Pick out the lines in the listing below that contain the word "left" and copy them.
[Opening EXTRACTED MATERIAL section]
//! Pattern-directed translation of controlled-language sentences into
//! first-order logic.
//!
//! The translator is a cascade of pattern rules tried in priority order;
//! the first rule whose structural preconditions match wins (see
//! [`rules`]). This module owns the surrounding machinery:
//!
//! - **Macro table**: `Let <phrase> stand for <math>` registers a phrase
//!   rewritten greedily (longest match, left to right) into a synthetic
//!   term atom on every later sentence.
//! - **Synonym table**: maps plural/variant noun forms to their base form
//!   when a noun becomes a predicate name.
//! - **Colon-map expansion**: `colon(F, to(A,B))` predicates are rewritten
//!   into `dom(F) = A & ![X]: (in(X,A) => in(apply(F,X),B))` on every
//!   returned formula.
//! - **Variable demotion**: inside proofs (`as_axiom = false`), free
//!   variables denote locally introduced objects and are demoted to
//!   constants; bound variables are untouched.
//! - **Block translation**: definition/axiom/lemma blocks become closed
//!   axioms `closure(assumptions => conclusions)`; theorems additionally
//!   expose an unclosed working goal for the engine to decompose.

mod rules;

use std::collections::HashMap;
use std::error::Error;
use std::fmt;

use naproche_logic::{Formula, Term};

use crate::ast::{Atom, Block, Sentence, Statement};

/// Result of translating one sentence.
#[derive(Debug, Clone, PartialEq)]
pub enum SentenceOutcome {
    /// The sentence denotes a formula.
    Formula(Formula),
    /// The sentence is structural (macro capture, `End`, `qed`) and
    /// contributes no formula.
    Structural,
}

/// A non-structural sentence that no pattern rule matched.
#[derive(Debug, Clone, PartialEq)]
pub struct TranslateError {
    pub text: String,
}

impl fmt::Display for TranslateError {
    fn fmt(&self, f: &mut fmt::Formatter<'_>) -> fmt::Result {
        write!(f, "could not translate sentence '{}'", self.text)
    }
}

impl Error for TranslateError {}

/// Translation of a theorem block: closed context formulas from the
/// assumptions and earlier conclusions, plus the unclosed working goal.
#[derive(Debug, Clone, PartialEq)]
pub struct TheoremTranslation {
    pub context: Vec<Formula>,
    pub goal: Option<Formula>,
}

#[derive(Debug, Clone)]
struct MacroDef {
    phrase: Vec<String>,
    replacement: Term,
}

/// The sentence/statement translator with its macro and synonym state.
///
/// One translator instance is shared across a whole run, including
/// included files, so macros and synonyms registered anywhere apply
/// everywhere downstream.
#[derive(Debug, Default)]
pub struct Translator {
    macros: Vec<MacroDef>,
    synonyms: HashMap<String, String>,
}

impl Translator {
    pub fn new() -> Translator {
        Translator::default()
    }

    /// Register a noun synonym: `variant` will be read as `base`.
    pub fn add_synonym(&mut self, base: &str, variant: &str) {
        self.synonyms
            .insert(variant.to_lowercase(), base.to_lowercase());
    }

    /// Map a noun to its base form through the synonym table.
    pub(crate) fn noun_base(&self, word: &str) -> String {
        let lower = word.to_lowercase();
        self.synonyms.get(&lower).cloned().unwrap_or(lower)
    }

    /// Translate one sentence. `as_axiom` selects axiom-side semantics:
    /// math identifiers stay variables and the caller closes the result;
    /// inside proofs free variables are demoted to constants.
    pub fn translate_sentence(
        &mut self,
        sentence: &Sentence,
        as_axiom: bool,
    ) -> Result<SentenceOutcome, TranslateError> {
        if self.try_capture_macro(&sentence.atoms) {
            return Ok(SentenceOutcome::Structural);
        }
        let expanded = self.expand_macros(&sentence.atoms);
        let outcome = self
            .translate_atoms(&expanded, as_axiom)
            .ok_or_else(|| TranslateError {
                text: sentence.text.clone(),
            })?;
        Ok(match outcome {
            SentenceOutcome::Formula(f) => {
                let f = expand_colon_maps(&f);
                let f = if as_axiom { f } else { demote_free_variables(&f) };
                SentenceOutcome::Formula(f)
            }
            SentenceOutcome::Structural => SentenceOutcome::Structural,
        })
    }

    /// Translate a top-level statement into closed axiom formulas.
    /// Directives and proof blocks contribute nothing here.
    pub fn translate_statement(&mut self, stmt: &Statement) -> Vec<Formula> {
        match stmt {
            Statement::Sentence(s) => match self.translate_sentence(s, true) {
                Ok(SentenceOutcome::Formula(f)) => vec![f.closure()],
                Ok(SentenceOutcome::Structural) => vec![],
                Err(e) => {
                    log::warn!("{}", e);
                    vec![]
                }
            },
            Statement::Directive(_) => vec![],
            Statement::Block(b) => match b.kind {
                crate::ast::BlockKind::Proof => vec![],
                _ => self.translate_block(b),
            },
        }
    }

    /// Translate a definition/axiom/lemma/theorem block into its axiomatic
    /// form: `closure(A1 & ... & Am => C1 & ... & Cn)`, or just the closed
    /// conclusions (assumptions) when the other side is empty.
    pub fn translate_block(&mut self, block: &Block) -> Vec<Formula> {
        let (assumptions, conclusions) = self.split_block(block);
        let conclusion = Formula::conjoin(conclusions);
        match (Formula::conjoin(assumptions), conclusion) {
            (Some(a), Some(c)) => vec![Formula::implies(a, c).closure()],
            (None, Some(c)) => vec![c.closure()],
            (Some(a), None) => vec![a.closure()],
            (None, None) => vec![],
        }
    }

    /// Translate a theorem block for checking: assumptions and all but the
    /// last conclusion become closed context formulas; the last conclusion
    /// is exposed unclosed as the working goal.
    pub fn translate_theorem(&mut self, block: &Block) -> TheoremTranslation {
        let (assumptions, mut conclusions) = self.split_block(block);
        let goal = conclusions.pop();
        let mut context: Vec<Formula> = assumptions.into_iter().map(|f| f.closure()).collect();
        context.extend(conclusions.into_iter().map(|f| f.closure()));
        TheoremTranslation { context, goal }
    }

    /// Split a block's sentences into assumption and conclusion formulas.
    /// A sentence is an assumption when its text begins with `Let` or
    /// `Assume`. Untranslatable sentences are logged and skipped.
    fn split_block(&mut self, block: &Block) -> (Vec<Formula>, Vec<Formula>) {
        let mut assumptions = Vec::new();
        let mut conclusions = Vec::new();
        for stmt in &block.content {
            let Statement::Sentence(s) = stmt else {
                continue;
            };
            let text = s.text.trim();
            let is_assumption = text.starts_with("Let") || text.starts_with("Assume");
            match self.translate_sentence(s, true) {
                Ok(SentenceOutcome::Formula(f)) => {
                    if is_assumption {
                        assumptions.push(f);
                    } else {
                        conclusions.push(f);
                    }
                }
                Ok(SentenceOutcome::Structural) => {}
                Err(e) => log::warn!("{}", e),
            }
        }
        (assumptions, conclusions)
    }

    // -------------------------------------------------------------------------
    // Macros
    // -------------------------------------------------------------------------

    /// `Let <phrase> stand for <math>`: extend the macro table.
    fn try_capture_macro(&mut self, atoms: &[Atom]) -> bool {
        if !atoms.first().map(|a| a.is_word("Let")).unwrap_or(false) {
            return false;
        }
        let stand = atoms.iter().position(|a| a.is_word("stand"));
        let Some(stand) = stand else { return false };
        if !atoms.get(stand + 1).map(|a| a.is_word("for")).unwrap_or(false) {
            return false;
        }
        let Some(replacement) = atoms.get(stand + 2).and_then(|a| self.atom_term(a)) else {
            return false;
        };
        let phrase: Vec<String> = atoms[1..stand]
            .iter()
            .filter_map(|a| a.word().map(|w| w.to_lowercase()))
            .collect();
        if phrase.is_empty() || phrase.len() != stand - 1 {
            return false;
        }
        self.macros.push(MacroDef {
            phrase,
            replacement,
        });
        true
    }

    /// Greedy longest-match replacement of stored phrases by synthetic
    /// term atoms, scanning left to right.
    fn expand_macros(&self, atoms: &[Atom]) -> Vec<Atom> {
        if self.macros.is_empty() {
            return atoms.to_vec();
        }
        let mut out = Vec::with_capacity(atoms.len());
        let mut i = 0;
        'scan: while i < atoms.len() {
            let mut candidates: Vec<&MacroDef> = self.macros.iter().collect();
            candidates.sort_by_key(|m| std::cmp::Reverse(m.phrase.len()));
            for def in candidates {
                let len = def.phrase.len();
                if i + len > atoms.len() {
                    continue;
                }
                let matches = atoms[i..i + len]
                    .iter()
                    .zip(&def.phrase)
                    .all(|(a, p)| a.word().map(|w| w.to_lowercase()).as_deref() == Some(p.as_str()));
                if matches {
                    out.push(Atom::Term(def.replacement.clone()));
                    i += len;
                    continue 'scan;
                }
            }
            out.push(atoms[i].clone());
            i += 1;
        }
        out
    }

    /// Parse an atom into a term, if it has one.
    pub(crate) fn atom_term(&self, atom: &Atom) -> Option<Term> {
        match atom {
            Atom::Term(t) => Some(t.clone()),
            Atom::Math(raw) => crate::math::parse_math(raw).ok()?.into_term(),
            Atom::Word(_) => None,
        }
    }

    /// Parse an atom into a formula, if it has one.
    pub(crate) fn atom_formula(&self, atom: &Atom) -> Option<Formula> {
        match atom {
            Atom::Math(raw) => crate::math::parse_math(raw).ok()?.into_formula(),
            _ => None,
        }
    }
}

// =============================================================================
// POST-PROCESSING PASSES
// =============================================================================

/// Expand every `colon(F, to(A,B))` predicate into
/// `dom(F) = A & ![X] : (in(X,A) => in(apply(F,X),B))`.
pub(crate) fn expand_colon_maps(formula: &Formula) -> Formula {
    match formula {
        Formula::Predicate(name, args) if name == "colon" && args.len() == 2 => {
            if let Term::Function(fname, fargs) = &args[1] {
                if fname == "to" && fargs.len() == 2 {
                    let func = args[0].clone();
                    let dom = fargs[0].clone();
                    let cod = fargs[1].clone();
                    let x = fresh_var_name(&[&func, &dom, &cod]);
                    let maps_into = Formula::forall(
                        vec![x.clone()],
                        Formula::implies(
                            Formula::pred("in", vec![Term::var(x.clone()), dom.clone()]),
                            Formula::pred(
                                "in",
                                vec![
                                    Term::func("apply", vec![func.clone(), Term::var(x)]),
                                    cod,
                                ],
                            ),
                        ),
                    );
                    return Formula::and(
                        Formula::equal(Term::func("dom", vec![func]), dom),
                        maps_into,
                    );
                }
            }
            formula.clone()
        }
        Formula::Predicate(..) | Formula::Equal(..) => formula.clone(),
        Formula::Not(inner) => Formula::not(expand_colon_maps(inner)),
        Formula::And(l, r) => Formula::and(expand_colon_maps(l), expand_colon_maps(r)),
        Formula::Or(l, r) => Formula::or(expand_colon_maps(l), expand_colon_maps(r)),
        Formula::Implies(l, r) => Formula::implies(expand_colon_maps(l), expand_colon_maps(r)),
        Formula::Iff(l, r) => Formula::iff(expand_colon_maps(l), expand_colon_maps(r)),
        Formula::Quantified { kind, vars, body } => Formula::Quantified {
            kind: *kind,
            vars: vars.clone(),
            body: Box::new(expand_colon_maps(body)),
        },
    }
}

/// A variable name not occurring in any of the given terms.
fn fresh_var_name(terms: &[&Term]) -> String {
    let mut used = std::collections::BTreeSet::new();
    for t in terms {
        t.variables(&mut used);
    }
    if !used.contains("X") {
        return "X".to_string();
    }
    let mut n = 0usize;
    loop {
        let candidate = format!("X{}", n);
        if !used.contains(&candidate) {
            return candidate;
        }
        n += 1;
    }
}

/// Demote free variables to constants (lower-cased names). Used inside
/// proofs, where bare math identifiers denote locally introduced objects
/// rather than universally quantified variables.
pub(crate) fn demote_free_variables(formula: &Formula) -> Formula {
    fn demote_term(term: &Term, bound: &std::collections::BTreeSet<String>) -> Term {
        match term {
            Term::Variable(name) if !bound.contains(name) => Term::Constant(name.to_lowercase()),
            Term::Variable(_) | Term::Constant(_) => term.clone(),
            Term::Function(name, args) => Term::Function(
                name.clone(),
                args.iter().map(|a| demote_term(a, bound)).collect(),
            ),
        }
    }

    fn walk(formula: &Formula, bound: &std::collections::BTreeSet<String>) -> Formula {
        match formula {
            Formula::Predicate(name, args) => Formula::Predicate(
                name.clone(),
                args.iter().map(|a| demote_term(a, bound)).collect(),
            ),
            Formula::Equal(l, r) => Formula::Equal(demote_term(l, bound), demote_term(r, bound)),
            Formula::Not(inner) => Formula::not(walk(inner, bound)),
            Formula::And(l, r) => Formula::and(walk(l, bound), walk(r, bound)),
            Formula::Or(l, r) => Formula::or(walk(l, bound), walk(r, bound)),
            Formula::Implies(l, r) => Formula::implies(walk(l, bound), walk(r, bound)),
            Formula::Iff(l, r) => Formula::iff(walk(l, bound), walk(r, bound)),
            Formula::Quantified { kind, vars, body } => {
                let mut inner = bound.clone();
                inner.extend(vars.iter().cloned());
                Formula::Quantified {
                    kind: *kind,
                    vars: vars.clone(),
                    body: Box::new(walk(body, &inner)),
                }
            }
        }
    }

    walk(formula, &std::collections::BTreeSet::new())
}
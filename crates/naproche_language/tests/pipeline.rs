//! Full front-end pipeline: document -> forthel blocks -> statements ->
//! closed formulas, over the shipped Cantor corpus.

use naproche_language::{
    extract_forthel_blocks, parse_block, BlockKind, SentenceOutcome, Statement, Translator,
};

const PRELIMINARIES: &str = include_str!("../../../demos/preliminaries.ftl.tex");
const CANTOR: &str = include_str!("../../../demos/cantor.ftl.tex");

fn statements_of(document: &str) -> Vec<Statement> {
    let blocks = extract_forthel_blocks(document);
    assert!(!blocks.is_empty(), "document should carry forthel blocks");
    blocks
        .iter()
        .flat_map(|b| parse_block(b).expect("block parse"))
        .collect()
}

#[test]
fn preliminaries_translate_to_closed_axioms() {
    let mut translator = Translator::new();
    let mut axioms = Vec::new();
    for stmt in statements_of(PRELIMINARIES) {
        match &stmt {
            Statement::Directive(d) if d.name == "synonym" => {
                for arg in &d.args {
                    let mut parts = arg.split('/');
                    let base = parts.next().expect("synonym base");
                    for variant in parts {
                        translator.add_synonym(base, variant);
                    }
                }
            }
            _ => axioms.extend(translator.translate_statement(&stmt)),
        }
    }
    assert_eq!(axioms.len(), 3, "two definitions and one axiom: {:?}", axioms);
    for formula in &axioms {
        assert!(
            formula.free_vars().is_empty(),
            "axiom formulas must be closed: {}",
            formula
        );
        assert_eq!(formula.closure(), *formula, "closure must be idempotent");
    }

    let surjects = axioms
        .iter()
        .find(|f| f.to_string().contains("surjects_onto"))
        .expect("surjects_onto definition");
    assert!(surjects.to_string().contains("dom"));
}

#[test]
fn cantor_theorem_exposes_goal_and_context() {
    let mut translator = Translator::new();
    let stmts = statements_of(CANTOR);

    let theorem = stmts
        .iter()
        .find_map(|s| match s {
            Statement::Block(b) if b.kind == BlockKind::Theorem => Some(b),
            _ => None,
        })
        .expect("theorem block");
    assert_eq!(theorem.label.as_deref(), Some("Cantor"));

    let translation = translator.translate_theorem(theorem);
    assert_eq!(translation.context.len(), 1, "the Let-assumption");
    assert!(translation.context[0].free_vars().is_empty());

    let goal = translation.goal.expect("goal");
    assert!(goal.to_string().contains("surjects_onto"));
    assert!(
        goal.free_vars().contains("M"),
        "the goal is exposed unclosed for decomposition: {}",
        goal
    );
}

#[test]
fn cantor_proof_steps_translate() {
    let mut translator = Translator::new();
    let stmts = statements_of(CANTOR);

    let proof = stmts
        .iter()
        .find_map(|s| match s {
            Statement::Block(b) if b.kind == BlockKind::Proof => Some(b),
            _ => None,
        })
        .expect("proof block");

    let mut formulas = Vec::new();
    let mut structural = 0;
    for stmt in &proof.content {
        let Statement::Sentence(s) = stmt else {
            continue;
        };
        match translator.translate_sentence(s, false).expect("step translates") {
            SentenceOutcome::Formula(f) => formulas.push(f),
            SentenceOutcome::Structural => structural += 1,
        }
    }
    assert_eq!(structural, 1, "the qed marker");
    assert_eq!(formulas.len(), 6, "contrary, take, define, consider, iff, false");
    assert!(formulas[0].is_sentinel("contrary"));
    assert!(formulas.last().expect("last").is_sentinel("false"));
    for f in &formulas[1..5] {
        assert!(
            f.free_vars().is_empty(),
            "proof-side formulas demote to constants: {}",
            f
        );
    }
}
[Closing EXTRACTED MATERIAL section]
# ANSWER SPACE
//!   rewritten greedily (longest match, left to right) into a synthetic
    /// term atoms, scanning left to right.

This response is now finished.